Zarandeado por las olas y empujado por un viento que no empuja, navego expectante hacia puertos oscuros y lejanos. Pero por más que milla a milla me aleje de vosotros, no consigo dejar de pensar en aquella tradición saharaui. ¿Cómo la iba a olvidar, si tú no me lo dejabas de repetir cada día, cada hora y cada minuto? “Los que comen del mismo plato son hermanos, tu madre es mi madre y mi madre es tu madre” me repetías infatigable. Y por más que nos distanciemos más y más, no consigo sino reafirmar ese sentimiento y es que cómo bien me dijiste, parece que nos conociéramos de mucho antes.
Como orgulloso embajador
vasco que soy, siempre he tenido la sensación de que nuestro pueblo es recibido
con los brazos abiertos a lo largo y ancho del mundo, pero nunca, repito nunca, he tenido esta sensación de completa
camaradería entre dos pueblos. Sin embargo, intuyo que esta fraternidad entre
los hermanos vascos y saharauis no solamente se debe por compartir del mismo
plato, sino también porque somos compañeros de sufrimiento y negación, de lucha
e ideales. Somos dos hermanos que caminamos juntos hacia unos mismos sueños y
horizontes, que juntos de la mano buscamos utopías en este mundo de hoy que
parece haberse quedado sin ellas. Y es que la hermandad se lleva en la sangre,
porque a tercos no nos gana nadie. Siglos y siglos de lucha sin conocer más que
la derrota, y aquí seguimos, más vivos y convencidos que nunca. Como lo dijo el
ilustre cubano, “la historia me absolverá” y el tiempo no nos dará más que la
razón ante quienes intentan confundir terrorismo con afán de democracia,
libertad con quimeras.
Querido hermano, los dos
sabemos que las palabras de agradecimiento sobran, que con aquellas lágrimas de
despedida nos lo dijimos todo, pero esto es lo único que puedo hacer por
alguien que sin conocerme de nada, ni esperar nada a cambio, me dio todo lo que
tenía. Llegué a tu casa con mucho menos que con lo que me fui, y ahora, cargo
en mi mochila con unos kilos extra que con ironía decías, me recordarían a ti.
Pero sobretodo cargo con toneladas de recuerdos que incluso mi frágil memoria
no podrá jamás deshacerse de ellos. Y es que los recuerdos del sabor del té de
tu madre (que ya es también la mía), la sensación de impoluta limpieza después
de aquel baño en el hamam (¡me tendrías que ver ahora!) o las melodías de los
cánticos saharauis alrededor de un plato de cordero en aquel oasis pesan mucho.
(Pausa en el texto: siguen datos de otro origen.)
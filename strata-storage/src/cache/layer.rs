//! The three sub-caches and the invalidation rules that tie them together.
//!
//! Both coordinators ([`CachedStorage`](super::CachedStorage) and
//! [`AsyncCachedStorage`](super::AsyncCachedStorage)) own one `CacheLayer`
//! and call into it only after the backend call has returned successfully.
//! Nothing here performs I/O, so the calling convention never leaks in.
//!
//! # Key space
//!
//! Every key is a path normalized with [`path::normalize_dir`], so `/d` and
//! `/d/` address the same entry. The caches never share a map; content,
//! existence and listing entries for one path evict independently.
//!
//! | Event | Content | Existence | Listing |
//! |---|---|---|---|
//! | write `p` | set `p` | set `p` true, drop ancestors | drop every ancestor |
//! | delete `p` | drop `p` | drop `p` | drop parent |
//! | ensure dir `p` | - | set `p` true, drop ancestors | drop every ancestor |
//! | delete dir `d` | drop under `d` | drop `d` and under | drop `d`, under `d`, parent |
//! | clear subtree `d` | drop under `d` | drop `d` and under | drop `d`, under `d` |
//! | invalidate file `p` | drop `p` | drop `p` | drop parent |
//! | invalidate dir `d` | drop under `d` | drop `d` and under | drop `d`, under `d` |

use std::num::NonZeroUsize;

use strata_core::path;
use strata_core::{CacheConfig, StrataResult};
use tracing::{debug, info};

use super::stats::CacheLayerStats;
use super::ttl_cache::TtlCache;

/// Content, existence and directory-listing caches under one configuration.
#[derive(Debug)]
pub struct CacheLayer {
    config: CacheConfig,
    content: TtlCache<String>,
    exists: TtlCache<bool>,
    dir_listing: TtlCache<Vec<String>>,
}

impl CacheLayer {
    /// Build the three caches, each with `config.max_size` capacity.
    ///
    /// Fails if the configuration does not validate.
    pub fn new(config: CacheConfig) -> StrataResult<Self> {
        config.validate()?;
        let capacity = NonZeroUsize::new(config.max_size).unwrap_or(NonZeroUsize::MIN);

        Ok(Self {
            content: TtlCache::new("content", capacity, config.ttl),
            exists: TtlCache::new("exists", capacity, config.ttl),
            dir_listing: TtlCache::new("dir_listing", capacity, config.ttl),
            config,
        })
    }

    /// The validated configuration.
    pub fn config(&self) -> &CacheConfig {
        &self.config
    }

    // ------------------------------------------------------------------------
    // Lookups and fills
    // ------------------------------------------------------------------------

    /// Cached existence for `path`, or `None` on miss or when disabled.
    pub fn cached_exists(&self, path: &str) -> Option<bool> {
        if !self.config.cache_exists {
            return None;
        }
        self.exists.get(path::normalize_dir(path))
    }

    /// Record the backend's answer for `path`, `false` included.
    pub fn store_exists(&self, path: &str, exists: bool) {
        if self.config.cache_exists {
            self.exists.set(path::normalize_dir(path), exists, None);
        }
    }

    /// Cached content for `path`.
    pub fn cached_content(&self, path: &str) -> Option<String> {
        self.content.get(path::normalize_dir(path))
    }

    /// Record content read from the backend.
    pub fn store_content(&self, path: &str, data: &str) {
        self.content.set(path::normalize_dir(path), data.to_string(), None);
    }

    /// Cached listing for directory `path`, or `None` on miss or when disabled.
    pub fn cached_listing(&self, path: &str) -> Option<Vec<String>> {
        if !self.config.cache_dir_listing {
            return None;
        }
        self.dir_listing.get(path::normalize_dir(path))
    }

    /// Record a listing returned by the backend.
    pub fn store_listing(&self, path: &str, listing: &[String]) {
        if self.config.cache_dir_listing {
            self.dir_listing
                .set(path::normalize_dir(path), listing.to_vec(), None);
        }
    }

    // ------------------------------------------------------------------------
    // Mutation rules
    // ------------------------------------------------------------------------

    /// A write to `path` succeeded with `data`.
    pub fn on_write(&self, path: &str, data: &str) {
        let key = path::normalize_dir(path);
        self.content.set(key, data.to_string(), None);
        self.store_exists(key, true);
        self.drop_ancestors(key);
    }

    /// A file delete of `path` succeeded.
    pub fn on_delete(&self, path: &str) {
        self.invalidate_file(path);
    }

    /// A directory was ensured at `path`.
    pub fn on_ensure_directory(&self, path: &str) {
        let key = path::normalize_dir(path);
        self.store_exists(key, true);
        self.drop_ancestors(key);
    }

    /// Directory `path` and everything under it were removed.
    pub fn on_delete_directory(&self, path: &str) {
        self.invalidate_directory(path);
        self.dir_listing.delete(path::parent_dir(path));
    }

    /// Everything under directory `path` was removed; `path` itself remains.
    pub fn on_clear_subtree(&self, path: &str) {
        self.invalidate_directory(path);
    }

    /// Forget `path` in the content and existence caches and drop its
    /// parent's listing.
    pub fn invalidate_file(&self, path: &str) {
        let key = path::normalize_dir(path);
        self.content.delete(key);
        self.exists.delete(key);
        self.dir_listing.delete(path::parent_dir(key));
    }

    /// Forget every entry at or under directory `path`.
    ///
    /// Returns the number of content and existence entries removed. Runs in
    /// time linear in the number of cached keys.
    pub fn invalidate_directory(&self, path: &str) -> usize {
        let dir = path::normalize_dir(path);
        let under = |key: &str| path::is_within(key, dir);

        let mut removed = self.content.delete_where(under);
        removed += self.exists.delete_where(|key| key == dir || under(key));
        self.dir_listing.delete_where(|key| key == dir || under(key));

        debug!(dir, removed, "invalidated directory subtree");
        removed
    }

    /// Empty all three caches.
    pub fn clear(&self) {
        self.content.clear();
        self.exists.clear();
        self.dir_listing.clear();
        info!("cleared storage caches");
    }

    /// Per-cache statistics.
    pub fn stats(&self) -> CacheLayerStats {
        CacheLayerStats {
            content: self.content.stats(),
            exists: self.exists.stats(),
            dir_listing: self.dir_listing.stats(),
        }
    }

    /// Start a backend mutation on `path` that may be abandoned mid-flight.
    ///
    /// If the returned guard is dropped without [`MutationGuard::complete`],
    /// whatever the mutation could have changed is invalidated.
    pub fn begin_mutation<'a>(&'a self, path: &'a str, scope: MutationScope) -> MutationGuard<'a> {
        MutationGuard {
            caches: self,
            path,
            scope,
            armed: true,
        }
    }

    fn forget(&self, path: &str, scope: MutationScope) {
        match scope {
            MutationScope::Entry => {
                self.invalidate_file(path);
                self.drop_ancestors(path::normalize_dir(path));
            }
            MutationScope::Subtree => self.on_delete_directory(path),
        }
    }

    /// Ancestors of a newly created path may have been created implicitly,
    /// so their listings and cached existence are no longer trustworthy.
    fn drop_ancestors(&self, key: &str) {
        for ancestor in path::ancestors(key) {
            self.dir_listing.delete(ancestor);
            self.exists.delete(ancestor);
        }
    }
}

/// How much of the key space an in-flight mutation can affect.
#[derive(Debug, Clone, Copy, PartialEq, Eq)]
pub enum MutationScope {
    /// A single path, its existence and its ancestors' listings.
    Entry,
    /// A directory and everything beneath it.
    Subtree,
}

/// Guard held across an async backend mutation.
///
/// A future dropped while awaiting the backend leaves the backend outcome
/// unknown; the guard then drops every entry the mutation could have made
/// stale instead of leaving it cached.
#[must_use = "call complete() once the backend call has returned"]
#[derive(Debug)]
pub struct MutationGuard<'a> {
    caches: &'a CacheLayer,
    path: &'a str,
    scope: MutationScope,
    armed: bool,
}

impl MutationGuard<'_> {
    /// The backend call returned, successfully or not.
    pub fn complete(mut self) {
        self.armed = false;
    }
}

impl Drop for MutationGuard<'_> {
    fn drop(&mut self) {
        if self.armed {
            debug!(path = self.path, scope = ?self.scope, "mutation abandoned, invalidating");
            self.caches.forget(self.path, self.scope);
        }
    }
}

#[cfg(test)]
mod tests {
    use super::*;
    use std::time::Duration;
    use strata_core::{ConfigError, StrataError};

    fn layer() -> CacheLayer {
        CacheLayer::new(CacheConfig::default()).unwrap()
    }

    fn listing(names: &[&str]) -> Vec<String> {
        names.iter().map(|n| n.to_string()).collect()
    }

    #[test]
    fn test_rejects_invalid_config() {
        let err = CacheLayer::new(CacheConfig::new().with_max_size(0)).unwrap_err();
        assert!(matches!(
            err,
            StrataError::Config(ConfigError::InvalidValue { .. })
        ));
        assert!(CacheLayer::new(CacheConfig::new().with_ttl(Duration::ZERO)).is_err());
    }

    #[test]
    fn test_each_cache_gets_full_capacity() {
        let layer = CacheLayer::new(CacheConfig::new().with_max_size(7)).unwrap();
        let stats = layer.stats();
        assert_eq!(stats.content.max_size, 7);
        assert_eq!(stats.exists.max_size, 7);
        assert_eq!(stats.dir_listing.max_size, 7);
    }

    #[test]
    fn test_write_fills_and_invalidates_parent_listing() {
        let layer = layer();
        layer.store_listing("/d", &listing(&["old.txt"]));
        layer.store_listing("/", &listing(&["d/"]));

        layer.on_write("/d/file.txt", "hello");

        assert_eq!(layer.cached_content("/d/file.txt"), Some("hello".to_string()));
        assert_eq!(layer.cached_exists("/d/file.txt"), Some(true));
        assert_eq!(layer.cached_listing("/d"), None);
        assert_eq!(layer.cached_listing("/"), None);
    }

    #[test]
    fn test_write_drops_negative_existence_of_ancestors() {
        let layer = layer();
        layer.store_exists("/new", false);
        layer.on_write("/new/file.txt", "x");
        assert_eq!(layer.cached_exists("/new"), None);
    }

    #[test]
    fn test_delete_invalidates_file_and_parent_listing() {
        let layer = layer();
        layer.on_write("/d/a.txt", "a");
        layer.store_listing("/d", &listing(&["a.txt"]));
        layer.store_listing("/other", &listing(&["x"]));

        layer.on_delete("/d/a.txt");

        assert_eq!(layer.cached_content("/d/a.txt"), None);
        assert_eq!(layer.cached_exists("/d/a.txt"), None);
        assert_eq!(layer.cached_listing("/d"), None);
        assert!(layer.cached_listing("/other").is_some());
    }

    #[test]
    fn test_invalidate_directory_uses_component_boundary() {
        let layer = layer();
        layer.store_content("/foo/a.txt", "a");
        layer.store_content("/foo/sub/b.txt", "b");
        layer.store_content("/foobar/x.txt", "x");
        layer.store_exists("/foo", true);
        layer.store_listing("/foo", &listing(&["a.txt", "sub/"]));
        layer.store_listing("/foo/sub", &listing(&["b.txt"]));
        layer.store_listing("/foobar", &listing(&["x.txt"]));

        let removed = layer.invalidate_directory("/foo/");

        assert_eq!(removed, 3);
        assert_eq!(layer.cached_content("/foo/a.txt"), None);
        assert_eq!(layer.cached_content("/foo/sub/b.txt"), None);
        assert_eq!(layer.cached_content("/foobar/x.txt"), Some("x".to_string()));
        assert_eq!(layer.cached_exists("/foo"), None);
        assert_eq!(layer.cached_listing("/foo"), None);
        assert_eq!(layer.cached_listing("/foo/sub"), None);
        assert!(layer.cached_listing("/foobar").is_some());
    }

    #[test]
    fn test_delete_directory_also_drops_parent_listing() {
        let layer = layer();
        layer.store_listing("/", &listing(&["d/"]));
        layer.store_listing("/d", &listing(&[]));

        layer.on_delete_directory("/d");

        assert_eq!(layer.cached_listing("/"), None);
        assert_eq!(layer.cached_listing("/d"), None);
    }

    #[test]
    fn test_clear_subtree_keeps_parent_listing() {
        let layer = layer();
        layer.store_listing("/", &listing(&["d/"]));
        layer.store_content("/d/a", "a");

        layer.on_clear_subtree("/d");

        assert!(layer.cached_listing("/").is_some());
        assert_eq!(layer.cached_content("/d/a"), None);
    }

    #[test]
    fn test_ensure_directory() {
        let layer = layer();
        layer.store_listing("/a", &listing(&[]));
        layer.store_exists("/a/b", false);

        layer.on_ensure_directory("/a/b");

        assert_eq!(layer.cached_exists("/a/b"), Some(true));
        assert_eq!(layer.cached_listing("/a"), None);
    }

    #[test]
    fn test_disabled_caches_never_answer() {
        let layer = CacheLayer::new(
            CacheConfig::new()
                .with_cache_exists(false)
                .with_cache_dir_listing(false),
        )
        .unwrap();

        layer.store_exists("/a", true);
        layer.store_listing("/", &listing(&["a"]));
        layer.on_write("/b", "b");

        assert_eq!(layer.cached_exists("/a"), None);
        assert_eq!(layer.cached_exists("/b"), None);
        assert_eq!(layer.cached_listing("/"), None);
        assert_eq!(layer.stats().exists.size, 0);
        assert_eq!(layer.stats().dir_listing.size, 0);
        assert_eq!(layer.cached_content("/b"), Some("b".to_string()));
    }

    #[test]
    fn test_trailing_separator_addresses_same_entry() {
        let layer = layer();
        layer.store_listing("/d/", &listing(&["a"]));
        assert!(layer.cached_listing("/d").is_some());
        layer.on_write("/d/b", "b");
        assert_eq!(layer.cached_listing("/d/"), None);
    }

    #[test]
    fn test_abandoned_mutation_invalidates() {
        let layer = layer();
        layer.store_content("/d/a", "old");
        layer.store_listing("/d", &listing(&["a"]));
        {
            let _pending = layer.begin_mutation("/d/a", MutationScope::Entry);
        }
        assert_eq!(layer.cached_content("/d/a"), None);
        assert_eq!(layer.cached_listing("/d"), None);
    }

    #[test]
    fn test_completed_mutation_leaves_cache_alone() {
        let layer = layer();
        layer.store_content("/d/a", "old");
        layer.begin_mutation("/d", MutationScope::Subtree).complete();
        assert_eq!(layer.cached_content("/d/a"), Some("old".to_string()));
    }

    #[test]
    fn test_clear_twice() {
        let layer = layer();
        layer.on_write("/a", "1");
        layer.store_listing("/", &listing(&["a"]));
        layer.clear();
        layer.clear();

        let stats = layer.stats();
        assert_eq!(stats.content.size, 0);
        assert_eq!(stats.exists.size, 0);
        assert_eq!(stats.dir_listing.size, 0);
    }
}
Pero seguramente el regalo más preciado que me hiciste fue aquella primera
comida el día que nos conocimos, pues a partir de ese instante fui de tu propia
familia. ¡Nunca pude imaginar que un plato de cuscús con pollo pudiera tener
tanto valor!
Ahora que he marchado, no
podemos más que refugiarnos en la nostalgia de los recuerdos de los días que
pasamos juntos. Yo me acordaré de ti cada vez que tenga arena en mis zapatos,
cada vez que vea pasar un todoterreno destartalado o cada vez que con las
prisas del mundo “desarrollado” mire la hora en el reloj que me regalaste y que
nunca funcionó. Tú podrás colgar la ikurriña que te di en la pared de vuestra
habitación, la podrás usar como pañuelo o la puedes envolver y guardar en ese armario donde escondes tus
tesoros más preciados. También te escribo esta carta (que espero alguien te la
traduzca al árabe) para que de tanto en tanto la leas en voz alta y le puedas
poner voz a los recuerdos.
Aunque los dos seamos un
poco nómadas y no pasemos demasiado por casa, sabemos que por suerte el siglo
XXI ya ha llegado a muchos rincones del mundo y que a golpe de ratón, de
facebook y de skype estamos más cerca que nunca. Pero ya hemos hablado mucho de
esto y no te voy a aburrir más. Tan solo, te voy a pedir un último favor, que
no olvides nunca que me tienes para cuando me necesites.
Un abrazo cariñoso para M.
B., M y todos los amigos, para M. . y A., para M, M.,
W. y A., para los pequeños S. A., L., S., R., N. y
N. y por supuesto uno enorme y especial para F. y Mb.